__How to complete this task__: Using the records below, write out again exactly the lines that begin at the line containing "pub fn is_empty(&self)" and end at the line containing "pub struct PlanConfig", and no other lines.

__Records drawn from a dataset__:

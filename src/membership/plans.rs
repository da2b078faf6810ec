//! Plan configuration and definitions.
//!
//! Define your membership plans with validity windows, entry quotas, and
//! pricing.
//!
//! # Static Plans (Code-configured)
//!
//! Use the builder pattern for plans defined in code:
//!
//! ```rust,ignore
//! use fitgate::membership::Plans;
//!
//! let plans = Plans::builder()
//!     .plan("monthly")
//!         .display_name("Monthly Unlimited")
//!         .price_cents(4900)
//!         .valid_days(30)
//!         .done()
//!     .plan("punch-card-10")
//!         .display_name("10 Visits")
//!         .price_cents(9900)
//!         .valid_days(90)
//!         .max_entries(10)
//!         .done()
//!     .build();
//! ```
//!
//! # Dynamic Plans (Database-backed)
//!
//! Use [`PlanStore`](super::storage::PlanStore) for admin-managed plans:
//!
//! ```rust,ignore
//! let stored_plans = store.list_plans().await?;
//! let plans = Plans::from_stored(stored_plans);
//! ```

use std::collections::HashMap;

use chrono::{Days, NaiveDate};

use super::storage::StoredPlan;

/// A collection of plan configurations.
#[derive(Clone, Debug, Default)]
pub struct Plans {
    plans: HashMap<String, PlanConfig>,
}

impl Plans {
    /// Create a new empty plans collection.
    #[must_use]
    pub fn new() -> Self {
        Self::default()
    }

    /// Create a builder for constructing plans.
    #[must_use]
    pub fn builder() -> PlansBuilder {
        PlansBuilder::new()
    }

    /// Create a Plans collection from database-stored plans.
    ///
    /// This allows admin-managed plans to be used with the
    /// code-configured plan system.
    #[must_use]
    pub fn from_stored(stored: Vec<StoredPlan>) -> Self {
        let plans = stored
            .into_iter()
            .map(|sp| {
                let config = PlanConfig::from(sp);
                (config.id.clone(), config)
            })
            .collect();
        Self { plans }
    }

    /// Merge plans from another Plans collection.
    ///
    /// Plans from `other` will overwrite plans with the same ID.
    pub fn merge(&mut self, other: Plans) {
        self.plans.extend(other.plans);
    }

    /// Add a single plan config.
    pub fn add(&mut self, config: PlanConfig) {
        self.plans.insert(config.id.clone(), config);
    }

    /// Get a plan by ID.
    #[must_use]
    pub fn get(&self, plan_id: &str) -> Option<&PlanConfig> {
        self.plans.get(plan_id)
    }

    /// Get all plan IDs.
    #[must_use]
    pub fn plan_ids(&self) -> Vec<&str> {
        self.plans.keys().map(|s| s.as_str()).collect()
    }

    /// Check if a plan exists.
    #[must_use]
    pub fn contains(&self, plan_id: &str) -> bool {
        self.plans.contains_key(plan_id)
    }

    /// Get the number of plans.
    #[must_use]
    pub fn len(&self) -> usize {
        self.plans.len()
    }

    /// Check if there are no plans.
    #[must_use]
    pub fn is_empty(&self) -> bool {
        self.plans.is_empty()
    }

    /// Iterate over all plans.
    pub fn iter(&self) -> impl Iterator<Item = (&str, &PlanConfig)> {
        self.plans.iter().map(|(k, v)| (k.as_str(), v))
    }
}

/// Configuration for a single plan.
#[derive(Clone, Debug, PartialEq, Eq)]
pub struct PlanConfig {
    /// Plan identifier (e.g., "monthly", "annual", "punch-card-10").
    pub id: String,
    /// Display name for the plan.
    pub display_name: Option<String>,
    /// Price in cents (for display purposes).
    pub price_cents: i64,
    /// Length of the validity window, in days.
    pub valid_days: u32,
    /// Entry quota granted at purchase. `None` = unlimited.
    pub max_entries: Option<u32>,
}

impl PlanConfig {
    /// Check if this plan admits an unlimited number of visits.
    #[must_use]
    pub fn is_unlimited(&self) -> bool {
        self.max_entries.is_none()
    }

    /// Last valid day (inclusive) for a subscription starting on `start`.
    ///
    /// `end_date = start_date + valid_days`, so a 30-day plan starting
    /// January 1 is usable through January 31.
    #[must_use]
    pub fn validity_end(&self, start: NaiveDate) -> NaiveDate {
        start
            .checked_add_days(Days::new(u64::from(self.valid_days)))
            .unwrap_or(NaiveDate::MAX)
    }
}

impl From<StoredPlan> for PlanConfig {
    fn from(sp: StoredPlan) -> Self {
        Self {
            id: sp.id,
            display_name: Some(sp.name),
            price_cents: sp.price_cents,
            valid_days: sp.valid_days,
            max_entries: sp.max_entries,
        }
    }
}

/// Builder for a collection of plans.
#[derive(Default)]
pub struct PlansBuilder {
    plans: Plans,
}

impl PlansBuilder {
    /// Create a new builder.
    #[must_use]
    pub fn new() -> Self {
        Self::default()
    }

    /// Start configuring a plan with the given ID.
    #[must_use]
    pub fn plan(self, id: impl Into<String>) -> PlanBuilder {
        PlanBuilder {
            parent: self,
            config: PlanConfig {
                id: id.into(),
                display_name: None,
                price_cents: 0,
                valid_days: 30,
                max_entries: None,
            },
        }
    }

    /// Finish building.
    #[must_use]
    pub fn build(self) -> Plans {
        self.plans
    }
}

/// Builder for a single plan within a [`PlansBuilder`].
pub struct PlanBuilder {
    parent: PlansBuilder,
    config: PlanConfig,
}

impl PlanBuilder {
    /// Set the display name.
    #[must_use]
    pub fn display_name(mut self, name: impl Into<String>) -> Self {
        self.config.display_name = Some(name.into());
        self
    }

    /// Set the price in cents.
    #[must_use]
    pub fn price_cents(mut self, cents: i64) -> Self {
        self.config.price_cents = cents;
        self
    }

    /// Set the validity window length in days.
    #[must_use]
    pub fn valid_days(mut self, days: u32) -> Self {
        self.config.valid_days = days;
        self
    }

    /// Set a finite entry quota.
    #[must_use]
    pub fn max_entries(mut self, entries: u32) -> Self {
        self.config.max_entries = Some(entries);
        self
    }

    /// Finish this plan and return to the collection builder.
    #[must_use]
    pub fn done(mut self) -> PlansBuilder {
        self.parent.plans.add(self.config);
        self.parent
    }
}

__Exercise result__:
    pub fn is_empty(&self) -> bool {
        self.plans.is_empty()
    }

    /// Iterate over all plans.
    pub fn iter(&self) -> impl Iterator<Item = (&str, &PlanConfig)> {
        self.plans.iter().map(|(k, v)| (k.as_str(), v))
    }
}

/// Configuration for a single plan.
#[derive(Clone, Debug, PartialEq, Eq)]
pub struct PlanConfig {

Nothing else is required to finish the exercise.